# WHAT IS NEEDED
Scan each line of the records for the word "aide" and extract the ones that have it.
"""
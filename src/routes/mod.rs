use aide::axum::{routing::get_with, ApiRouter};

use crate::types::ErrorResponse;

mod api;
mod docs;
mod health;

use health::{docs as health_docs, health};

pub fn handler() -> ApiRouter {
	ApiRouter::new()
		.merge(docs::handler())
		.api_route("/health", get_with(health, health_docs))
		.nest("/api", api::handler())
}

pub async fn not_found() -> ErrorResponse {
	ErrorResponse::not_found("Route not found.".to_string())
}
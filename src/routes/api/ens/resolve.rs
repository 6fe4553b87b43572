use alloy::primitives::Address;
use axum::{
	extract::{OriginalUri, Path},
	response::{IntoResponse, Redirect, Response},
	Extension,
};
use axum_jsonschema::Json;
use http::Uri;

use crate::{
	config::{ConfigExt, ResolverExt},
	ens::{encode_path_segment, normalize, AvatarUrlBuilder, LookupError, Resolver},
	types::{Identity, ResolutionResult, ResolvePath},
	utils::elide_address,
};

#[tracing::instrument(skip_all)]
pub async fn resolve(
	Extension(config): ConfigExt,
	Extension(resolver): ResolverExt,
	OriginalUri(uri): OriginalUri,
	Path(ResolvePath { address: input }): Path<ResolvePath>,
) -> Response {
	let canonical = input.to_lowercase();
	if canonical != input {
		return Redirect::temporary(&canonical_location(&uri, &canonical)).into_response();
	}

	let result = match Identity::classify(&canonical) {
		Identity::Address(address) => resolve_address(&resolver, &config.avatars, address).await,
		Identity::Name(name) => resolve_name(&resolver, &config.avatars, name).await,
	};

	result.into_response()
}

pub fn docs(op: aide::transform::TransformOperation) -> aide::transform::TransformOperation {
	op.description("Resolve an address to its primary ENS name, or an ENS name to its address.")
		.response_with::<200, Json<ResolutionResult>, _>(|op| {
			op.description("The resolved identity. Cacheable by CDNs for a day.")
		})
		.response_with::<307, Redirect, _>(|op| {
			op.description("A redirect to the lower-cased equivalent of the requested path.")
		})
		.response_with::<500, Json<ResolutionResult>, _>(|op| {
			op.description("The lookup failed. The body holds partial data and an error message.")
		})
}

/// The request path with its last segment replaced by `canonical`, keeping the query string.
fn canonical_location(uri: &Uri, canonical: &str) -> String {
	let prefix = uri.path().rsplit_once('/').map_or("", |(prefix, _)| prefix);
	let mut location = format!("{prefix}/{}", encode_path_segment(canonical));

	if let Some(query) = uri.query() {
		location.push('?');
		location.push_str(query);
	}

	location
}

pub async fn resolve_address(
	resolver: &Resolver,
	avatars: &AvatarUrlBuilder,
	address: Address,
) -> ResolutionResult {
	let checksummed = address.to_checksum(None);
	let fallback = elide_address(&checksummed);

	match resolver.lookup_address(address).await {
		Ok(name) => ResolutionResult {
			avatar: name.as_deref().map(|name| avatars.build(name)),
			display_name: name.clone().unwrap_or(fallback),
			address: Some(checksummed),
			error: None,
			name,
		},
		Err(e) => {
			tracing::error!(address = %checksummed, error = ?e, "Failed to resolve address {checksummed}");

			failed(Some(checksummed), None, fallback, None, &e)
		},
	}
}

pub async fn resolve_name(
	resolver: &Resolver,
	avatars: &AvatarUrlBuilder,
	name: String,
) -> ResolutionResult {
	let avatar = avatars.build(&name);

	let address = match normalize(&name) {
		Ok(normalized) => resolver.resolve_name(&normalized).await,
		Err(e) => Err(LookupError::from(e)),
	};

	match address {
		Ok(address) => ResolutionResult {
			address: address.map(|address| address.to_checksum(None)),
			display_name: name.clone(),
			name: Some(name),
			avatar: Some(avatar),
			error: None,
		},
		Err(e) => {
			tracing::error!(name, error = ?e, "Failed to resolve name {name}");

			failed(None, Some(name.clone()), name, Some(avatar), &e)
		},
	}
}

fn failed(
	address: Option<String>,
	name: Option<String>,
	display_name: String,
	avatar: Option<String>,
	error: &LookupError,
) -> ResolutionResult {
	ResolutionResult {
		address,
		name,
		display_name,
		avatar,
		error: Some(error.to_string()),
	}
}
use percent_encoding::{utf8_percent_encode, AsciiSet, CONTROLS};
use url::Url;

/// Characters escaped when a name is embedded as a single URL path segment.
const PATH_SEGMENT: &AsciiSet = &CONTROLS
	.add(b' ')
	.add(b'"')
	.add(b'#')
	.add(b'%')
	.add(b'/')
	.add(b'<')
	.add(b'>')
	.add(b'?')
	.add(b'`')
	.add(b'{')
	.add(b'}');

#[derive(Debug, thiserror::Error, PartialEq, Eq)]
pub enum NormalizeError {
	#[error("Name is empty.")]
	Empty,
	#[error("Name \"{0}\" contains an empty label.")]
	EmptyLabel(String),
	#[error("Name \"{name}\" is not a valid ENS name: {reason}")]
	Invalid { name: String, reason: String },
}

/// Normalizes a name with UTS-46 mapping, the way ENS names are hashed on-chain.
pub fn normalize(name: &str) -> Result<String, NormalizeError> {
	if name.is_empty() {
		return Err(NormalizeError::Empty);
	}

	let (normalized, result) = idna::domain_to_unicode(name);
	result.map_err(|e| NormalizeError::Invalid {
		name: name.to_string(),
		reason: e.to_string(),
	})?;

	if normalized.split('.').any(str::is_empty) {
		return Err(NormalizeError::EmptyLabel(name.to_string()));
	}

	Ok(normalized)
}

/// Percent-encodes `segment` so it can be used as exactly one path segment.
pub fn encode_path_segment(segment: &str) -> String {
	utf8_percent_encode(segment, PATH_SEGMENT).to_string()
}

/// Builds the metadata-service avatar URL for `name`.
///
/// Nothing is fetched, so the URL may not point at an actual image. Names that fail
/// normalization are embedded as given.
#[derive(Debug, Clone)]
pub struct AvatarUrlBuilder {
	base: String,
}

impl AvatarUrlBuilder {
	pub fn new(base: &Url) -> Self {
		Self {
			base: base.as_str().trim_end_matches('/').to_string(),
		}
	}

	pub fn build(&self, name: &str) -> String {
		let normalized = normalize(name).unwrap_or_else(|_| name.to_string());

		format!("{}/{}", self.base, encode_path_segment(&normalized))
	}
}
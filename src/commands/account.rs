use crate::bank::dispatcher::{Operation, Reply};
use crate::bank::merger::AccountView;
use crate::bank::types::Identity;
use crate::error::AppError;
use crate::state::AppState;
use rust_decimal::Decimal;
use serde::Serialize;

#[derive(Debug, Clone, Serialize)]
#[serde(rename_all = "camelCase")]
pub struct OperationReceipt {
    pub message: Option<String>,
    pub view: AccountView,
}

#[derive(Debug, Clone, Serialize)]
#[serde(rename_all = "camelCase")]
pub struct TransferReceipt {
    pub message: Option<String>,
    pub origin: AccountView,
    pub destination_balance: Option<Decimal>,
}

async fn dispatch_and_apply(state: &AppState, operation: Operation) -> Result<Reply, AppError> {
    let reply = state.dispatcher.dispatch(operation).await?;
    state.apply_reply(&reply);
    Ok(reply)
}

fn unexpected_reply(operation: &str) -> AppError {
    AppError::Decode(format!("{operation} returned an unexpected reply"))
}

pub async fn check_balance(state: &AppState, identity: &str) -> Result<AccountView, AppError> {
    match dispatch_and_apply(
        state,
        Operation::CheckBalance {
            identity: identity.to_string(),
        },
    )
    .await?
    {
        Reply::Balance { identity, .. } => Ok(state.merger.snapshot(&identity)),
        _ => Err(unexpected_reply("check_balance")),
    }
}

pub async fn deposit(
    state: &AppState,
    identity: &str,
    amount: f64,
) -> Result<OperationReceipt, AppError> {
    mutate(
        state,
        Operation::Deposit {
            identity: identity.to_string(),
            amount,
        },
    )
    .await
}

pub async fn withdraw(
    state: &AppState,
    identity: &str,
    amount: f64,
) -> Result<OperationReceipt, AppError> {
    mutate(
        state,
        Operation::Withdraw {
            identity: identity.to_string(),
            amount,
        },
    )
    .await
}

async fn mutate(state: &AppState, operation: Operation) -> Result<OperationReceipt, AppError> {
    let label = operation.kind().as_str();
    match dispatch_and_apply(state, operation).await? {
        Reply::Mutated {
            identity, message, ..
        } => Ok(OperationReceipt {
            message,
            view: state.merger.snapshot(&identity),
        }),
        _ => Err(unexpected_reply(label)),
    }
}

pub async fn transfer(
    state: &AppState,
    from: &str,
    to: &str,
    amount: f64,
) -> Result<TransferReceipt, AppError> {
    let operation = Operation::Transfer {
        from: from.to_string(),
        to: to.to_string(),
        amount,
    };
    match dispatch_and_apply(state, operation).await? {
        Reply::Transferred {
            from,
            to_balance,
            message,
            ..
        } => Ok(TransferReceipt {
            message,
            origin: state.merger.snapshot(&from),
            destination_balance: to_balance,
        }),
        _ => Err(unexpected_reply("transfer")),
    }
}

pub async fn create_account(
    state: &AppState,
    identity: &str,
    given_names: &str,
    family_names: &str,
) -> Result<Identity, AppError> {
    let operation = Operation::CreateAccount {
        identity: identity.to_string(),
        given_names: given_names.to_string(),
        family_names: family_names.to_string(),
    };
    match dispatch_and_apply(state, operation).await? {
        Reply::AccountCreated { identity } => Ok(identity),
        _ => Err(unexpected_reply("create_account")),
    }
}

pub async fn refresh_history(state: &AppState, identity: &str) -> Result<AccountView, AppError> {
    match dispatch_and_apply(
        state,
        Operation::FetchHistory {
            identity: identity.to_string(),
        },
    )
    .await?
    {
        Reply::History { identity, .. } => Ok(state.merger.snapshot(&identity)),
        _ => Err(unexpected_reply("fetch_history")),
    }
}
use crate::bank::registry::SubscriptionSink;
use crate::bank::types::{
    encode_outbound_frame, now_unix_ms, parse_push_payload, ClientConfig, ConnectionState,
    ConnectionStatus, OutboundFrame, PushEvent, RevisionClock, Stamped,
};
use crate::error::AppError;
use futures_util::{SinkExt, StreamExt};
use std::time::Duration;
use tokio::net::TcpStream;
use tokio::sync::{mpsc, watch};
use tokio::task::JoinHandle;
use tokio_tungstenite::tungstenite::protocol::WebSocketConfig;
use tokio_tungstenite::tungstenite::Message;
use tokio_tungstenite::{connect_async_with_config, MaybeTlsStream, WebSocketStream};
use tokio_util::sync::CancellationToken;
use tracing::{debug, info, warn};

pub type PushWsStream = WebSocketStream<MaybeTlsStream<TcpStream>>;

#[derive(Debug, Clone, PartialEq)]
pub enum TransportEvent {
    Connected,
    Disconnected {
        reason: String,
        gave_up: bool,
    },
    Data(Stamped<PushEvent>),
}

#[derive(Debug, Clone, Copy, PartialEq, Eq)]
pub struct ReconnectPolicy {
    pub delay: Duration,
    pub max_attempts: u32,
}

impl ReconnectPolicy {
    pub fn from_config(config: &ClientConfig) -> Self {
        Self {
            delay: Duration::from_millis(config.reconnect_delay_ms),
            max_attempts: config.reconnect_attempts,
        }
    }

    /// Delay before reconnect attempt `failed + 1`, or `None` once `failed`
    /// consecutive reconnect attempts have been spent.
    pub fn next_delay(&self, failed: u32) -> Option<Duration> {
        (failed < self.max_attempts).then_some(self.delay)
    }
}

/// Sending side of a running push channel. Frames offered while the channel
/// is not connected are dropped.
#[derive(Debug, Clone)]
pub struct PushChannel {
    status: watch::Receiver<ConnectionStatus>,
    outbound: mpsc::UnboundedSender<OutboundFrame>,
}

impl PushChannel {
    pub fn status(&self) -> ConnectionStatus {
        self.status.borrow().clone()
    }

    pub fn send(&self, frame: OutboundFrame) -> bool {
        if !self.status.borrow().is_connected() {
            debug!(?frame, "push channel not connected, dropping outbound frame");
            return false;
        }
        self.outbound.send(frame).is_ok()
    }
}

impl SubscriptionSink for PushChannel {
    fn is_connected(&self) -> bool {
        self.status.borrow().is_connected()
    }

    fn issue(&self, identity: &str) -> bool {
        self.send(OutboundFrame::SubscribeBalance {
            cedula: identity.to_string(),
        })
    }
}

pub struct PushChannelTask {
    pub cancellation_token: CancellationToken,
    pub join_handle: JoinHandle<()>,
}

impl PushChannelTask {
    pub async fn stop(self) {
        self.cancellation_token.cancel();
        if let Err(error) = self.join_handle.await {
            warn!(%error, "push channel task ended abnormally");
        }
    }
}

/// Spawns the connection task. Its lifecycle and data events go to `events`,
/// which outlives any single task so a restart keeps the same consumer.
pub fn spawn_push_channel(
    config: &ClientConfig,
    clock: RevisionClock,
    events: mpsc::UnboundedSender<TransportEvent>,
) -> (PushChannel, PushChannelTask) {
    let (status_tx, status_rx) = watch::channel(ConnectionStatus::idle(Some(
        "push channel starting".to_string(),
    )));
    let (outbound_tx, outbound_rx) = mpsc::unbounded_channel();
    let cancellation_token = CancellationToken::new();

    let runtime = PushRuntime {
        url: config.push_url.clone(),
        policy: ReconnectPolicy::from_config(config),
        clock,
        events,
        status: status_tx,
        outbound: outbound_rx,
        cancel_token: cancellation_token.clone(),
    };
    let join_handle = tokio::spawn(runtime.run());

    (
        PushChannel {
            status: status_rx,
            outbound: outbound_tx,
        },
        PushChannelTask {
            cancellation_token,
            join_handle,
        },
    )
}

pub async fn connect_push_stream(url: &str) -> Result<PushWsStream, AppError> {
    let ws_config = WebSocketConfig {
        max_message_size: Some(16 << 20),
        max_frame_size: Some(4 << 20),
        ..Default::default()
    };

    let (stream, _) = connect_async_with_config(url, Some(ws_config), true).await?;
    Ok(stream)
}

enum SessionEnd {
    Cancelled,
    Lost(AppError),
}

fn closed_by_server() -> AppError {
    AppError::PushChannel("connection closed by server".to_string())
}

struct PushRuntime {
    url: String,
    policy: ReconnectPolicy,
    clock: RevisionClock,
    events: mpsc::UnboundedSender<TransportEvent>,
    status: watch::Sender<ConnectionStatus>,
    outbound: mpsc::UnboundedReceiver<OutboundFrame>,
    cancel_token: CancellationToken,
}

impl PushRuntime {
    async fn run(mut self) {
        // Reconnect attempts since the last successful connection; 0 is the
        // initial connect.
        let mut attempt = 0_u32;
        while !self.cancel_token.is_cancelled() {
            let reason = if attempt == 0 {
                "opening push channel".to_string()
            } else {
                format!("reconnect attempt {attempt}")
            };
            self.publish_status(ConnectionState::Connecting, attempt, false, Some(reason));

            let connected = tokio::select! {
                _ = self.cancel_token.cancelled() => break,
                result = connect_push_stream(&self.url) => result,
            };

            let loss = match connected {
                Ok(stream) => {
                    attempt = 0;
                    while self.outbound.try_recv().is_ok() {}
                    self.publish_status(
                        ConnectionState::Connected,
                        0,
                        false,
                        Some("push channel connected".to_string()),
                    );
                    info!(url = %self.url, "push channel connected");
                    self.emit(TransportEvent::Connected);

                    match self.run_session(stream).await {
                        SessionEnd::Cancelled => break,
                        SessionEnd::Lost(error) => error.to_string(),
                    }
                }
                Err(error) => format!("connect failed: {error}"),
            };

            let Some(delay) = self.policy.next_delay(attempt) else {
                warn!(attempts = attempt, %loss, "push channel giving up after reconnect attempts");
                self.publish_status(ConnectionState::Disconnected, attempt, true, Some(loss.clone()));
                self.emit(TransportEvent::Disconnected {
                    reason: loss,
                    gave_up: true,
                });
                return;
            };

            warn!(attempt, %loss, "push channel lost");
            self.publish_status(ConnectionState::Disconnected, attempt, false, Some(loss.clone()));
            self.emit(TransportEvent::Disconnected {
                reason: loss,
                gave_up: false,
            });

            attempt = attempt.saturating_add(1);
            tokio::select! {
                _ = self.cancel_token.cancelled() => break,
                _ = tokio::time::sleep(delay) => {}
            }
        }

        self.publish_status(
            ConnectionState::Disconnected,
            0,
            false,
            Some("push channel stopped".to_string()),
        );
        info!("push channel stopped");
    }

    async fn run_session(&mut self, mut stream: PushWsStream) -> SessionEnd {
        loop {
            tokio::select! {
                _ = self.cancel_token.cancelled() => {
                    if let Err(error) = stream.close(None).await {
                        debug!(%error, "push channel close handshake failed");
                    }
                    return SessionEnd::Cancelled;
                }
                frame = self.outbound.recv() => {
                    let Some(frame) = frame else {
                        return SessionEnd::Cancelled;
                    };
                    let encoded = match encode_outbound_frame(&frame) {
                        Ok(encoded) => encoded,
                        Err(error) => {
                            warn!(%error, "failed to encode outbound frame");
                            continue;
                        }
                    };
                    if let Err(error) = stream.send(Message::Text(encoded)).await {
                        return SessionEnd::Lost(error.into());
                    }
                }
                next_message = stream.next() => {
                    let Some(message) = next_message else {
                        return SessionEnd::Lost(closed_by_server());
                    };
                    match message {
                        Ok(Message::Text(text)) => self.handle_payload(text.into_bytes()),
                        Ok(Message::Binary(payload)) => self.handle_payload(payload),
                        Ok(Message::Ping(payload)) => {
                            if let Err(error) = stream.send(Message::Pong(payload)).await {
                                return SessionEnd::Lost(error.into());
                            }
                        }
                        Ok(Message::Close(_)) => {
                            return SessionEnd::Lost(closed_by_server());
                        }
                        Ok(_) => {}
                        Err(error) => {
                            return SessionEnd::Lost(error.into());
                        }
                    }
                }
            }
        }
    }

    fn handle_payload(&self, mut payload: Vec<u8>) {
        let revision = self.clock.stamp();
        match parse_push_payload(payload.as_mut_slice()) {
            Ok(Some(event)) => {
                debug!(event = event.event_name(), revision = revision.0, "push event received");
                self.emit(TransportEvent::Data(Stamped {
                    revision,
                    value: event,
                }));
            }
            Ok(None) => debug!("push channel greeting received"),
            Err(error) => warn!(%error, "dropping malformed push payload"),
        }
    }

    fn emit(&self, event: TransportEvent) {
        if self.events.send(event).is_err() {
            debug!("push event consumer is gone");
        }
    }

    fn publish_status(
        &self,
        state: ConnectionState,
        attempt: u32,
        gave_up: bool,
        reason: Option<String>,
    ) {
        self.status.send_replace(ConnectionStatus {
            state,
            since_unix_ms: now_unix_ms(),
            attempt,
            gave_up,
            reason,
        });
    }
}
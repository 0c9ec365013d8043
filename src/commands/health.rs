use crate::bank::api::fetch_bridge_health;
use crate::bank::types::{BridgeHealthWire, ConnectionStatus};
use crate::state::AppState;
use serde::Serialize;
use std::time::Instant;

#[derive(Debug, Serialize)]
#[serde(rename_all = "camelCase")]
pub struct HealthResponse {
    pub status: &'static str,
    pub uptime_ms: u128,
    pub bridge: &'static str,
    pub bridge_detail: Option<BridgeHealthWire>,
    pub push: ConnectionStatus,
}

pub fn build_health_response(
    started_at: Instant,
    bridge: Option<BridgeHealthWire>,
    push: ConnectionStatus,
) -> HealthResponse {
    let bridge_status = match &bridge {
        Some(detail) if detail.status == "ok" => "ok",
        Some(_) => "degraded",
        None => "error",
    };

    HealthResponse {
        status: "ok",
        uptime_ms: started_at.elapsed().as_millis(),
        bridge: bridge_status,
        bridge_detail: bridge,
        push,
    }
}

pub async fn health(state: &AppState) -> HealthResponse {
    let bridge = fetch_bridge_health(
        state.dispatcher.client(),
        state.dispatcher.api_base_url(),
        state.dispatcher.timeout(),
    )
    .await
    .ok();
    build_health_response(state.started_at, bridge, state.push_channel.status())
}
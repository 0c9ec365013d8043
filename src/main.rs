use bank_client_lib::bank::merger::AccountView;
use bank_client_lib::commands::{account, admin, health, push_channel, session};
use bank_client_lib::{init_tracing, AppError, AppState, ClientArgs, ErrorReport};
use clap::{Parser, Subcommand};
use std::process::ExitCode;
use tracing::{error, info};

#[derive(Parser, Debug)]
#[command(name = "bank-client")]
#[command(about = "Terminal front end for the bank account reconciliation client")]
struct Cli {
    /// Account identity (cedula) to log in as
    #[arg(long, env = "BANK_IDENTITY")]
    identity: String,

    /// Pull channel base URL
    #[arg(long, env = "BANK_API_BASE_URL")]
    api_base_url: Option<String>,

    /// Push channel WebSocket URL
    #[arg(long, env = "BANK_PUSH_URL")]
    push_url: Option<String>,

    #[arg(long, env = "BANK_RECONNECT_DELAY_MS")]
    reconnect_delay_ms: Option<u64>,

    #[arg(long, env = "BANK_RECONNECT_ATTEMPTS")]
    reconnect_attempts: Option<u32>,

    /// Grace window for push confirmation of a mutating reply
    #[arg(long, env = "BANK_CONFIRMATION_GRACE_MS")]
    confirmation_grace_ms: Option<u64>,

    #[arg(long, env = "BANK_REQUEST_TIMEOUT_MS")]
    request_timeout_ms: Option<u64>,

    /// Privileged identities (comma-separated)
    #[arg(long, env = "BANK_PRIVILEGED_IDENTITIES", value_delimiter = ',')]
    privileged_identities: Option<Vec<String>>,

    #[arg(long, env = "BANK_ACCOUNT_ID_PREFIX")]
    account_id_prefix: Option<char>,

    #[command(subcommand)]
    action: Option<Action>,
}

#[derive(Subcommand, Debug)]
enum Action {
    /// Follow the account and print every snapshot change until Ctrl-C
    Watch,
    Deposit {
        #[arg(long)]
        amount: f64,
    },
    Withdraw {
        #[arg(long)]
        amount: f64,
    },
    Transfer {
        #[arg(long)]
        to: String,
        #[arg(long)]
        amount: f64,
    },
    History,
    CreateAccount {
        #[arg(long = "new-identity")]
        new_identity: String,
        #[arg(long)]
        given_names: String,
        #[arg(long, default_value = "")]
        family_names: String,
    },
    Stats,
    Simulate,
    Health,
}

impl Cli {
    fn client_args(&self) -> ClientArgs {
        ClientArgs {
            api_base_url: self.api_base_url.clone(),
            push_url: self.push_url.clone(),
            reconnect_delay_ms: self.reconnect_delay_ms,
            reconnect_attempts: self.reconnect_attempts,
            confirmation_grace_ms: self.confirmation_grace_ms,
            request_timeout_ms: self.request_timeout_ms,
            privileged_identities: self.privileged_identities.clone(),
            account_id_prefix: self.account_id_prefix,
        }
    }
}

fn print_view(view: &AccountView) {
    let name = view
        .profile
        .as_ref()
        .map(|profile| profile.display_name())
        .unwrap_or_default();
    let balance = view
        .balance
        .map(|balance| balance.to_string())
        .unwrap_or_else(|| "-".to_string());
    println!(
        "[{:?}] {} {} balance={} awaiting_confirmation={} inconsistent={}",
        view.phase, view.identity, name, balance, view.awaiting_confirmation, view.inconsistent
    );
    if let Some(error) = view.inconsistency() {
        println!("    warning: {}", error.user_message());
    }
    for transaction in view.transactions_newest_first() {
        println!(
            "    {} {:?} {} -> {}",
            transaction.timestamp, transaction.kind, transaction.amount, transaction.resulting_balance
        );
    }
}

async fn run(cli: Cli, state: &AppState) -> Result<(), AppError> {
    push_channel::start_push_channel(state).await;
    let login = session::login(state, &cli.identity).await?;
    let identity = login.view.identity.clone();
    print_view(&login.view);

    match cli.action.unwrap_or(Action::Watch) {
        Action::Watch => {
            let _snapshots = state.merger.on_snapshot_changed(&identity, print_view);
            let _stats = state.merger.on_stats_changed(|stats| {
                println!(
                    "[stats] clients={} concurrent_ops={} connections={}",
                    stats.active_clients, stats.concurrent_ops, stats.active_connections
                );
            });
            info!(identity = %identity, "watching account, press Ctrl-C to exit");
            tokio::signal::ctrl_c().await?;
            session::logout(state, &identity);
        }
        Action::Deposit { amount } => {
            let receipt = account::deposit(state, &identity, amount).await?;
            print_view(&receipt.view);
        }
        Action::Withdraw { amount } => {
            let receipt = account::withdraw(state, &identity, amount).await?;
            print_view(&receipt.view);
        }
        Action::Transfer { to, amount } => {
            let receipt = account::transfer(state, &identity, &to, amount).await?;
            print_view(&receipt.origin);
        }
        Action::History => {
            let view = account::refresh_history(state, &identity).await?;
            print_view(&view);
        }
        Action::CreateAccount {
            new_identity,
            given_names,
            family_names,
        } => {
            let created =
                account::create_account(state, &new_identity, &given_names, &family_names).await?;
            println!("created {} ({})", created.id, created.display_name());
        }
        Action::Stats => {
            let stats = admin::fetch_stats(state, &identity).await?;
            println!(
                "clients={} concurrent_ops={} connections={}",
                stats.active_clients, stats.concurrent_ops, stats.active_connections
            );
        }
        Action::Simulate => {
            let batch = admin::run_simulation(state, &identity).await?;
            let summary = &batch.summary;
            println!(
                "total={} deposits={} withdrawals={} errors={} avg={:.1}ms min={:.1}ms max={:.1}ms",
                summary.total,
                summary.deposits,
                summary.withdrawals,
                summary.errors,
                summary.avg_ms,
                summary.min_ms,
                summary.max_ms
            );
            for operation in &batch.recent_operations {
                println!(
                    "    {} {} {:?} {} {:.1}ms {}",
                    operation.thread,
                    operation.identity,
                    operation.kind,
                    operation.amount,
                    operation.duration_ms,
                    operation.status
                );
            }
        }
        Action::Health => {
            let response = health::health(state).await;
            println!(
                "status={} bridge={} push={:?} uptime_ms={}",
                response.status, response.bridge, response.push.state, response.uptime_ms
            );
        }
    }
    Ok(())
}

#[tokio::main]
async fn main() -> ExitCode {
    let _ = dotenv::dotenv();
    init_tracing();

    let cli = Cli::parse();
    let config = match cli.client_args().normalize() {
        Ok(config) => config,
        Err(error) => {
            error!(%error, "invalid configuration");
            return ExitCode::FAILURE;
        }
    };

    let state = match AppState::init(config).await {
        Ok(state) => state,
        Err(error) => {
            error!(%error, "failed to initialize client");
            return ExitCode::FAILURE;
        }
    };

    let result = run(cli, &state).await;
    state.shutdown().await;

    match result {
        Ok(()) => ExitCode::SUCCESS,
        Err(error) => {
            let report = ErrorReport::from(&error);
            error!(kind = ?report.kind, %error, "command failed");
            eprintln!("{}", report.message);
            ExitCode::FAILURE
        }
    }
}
"""
# TASK RESPONSE
use aide::axum::{routing::get_with, ApiRouter};
pub fn docs(op: aide::transform::TransformOperation) -> aide::transform::TransformOperation {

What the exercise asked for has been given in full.